TASK MATERIAL START

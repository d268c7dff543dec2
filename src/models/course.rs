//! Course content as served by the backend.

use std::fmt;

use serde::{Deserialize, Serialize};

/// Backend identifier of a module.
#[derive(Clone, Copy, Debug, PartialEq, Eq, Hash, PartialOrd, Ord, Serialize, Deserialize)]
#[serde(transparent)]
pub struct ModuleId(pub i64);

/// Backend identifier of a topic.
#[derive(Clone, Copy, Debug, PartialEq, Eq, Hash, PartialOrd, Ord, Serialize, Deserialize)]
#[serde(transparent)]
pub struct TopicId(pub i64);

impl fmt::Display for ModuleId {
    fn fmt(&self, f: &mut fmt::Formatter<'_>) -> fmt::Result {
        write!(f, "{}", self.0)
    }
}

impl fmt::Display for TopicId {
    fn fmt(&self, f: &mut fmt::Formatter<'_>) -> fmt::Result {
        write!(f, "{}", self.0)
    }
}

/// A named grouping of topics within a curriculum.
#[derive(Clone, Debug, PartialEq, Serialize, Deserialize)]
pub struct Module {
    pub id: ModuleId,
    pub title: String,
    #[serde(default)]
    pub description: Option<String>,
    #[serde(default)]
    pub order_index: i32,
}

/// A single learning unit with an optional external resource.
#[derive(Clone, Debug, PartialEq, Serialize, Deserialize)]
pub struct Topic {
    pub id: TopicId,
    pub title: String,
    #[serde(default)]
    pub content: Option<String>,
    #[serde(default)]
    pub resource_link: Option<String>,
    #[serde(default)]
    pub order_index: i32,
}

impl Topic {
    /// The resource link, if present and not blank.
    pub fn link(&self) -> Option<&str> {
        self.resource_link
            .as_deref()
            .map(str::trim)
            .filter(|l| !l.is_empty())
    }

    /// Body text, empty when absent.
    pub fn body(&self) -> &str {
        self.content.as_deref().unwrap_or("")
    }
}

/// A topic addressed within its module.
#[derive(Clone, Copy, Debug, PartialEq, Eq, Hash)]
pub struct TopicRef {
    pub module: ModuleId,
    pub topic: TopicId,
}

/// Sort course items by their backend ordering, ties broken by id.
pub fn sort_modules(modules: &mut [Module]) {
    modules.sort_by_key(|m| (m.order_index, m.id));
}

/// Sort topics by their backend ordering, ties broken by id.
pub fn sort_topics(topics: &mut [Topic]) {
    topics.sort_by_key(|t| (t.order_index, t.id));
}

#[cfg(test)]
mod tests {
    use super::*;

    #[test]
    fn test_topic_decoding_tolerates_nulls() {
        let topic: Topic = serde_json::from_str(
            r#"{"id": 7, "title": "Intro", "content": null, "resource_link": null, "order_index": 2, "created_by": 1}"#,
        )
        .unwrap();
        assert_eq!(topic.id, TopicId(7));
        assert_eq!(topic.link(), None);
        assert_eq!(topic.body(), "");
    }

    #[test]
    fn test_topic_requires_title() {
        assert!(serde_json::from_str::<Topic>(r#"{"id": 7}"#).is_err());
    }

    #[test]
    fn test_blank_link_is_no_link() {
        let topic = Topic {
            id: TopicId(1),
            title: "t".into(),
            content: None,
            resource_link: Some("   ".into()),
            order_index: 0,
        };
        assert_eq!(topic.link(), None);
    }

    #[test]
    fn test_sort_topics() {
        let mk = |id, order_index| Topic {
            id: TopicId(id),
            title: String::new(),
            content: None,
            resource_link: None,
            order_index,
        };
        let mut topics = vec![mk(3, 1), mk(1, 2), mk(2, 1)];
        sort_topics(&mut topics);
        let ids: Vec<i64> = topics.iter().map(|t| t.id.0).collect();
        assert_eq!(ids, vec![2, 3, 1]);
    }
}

TASK MATERIAL END
TASK MATERIAL START

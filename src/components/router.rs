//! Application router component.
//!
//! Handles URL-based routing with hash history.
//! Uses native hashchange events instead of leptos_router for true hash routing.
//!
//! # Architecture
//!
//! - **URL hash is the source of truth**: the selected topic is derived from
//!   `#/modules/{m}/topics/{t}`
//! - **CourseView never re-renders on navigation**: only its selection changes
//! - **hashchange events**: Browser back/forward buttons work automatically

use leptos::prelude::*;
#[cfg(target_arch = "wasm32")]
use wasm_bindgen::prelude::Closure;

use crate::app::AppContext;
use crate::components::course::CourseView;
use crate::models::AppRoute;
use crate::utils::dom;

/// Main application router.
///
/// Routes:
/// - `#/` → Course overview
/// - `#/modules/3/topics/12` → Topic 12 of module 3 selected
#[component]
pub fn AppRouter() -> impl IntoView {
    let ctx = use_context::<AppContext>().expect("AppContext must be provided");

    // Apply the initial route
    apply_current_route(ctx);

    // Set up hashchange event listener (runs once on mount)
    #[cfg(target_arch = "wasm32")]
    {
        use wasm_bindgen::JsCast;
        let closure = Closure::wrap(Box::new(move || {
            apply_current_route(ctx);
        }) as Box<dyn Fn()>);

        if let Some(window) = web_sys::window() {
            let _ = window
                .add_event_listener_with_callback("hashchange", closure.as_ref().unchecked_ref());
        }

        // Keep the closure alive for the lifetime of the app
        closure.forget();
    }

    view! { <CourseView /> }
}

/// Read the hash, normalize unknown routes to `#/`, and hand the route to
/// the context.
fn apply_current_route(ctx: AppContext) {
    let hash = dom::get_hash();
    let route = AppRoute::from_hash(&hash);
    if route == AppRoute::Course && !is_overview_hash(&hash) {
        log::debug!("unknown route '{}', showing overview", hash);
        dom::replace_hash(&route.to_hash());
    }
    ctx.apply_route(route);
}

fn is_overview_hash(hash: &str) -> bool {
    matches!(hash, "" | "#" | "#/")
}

TASK MATERIAL END

PROBLEM DETAILS:
Lines holding "routing" in the material above are to be reported.

REPLY:
//! Handles URL-based routing with hash history.
//! Uses native hashchange events instead of leptos_router for true hash routing.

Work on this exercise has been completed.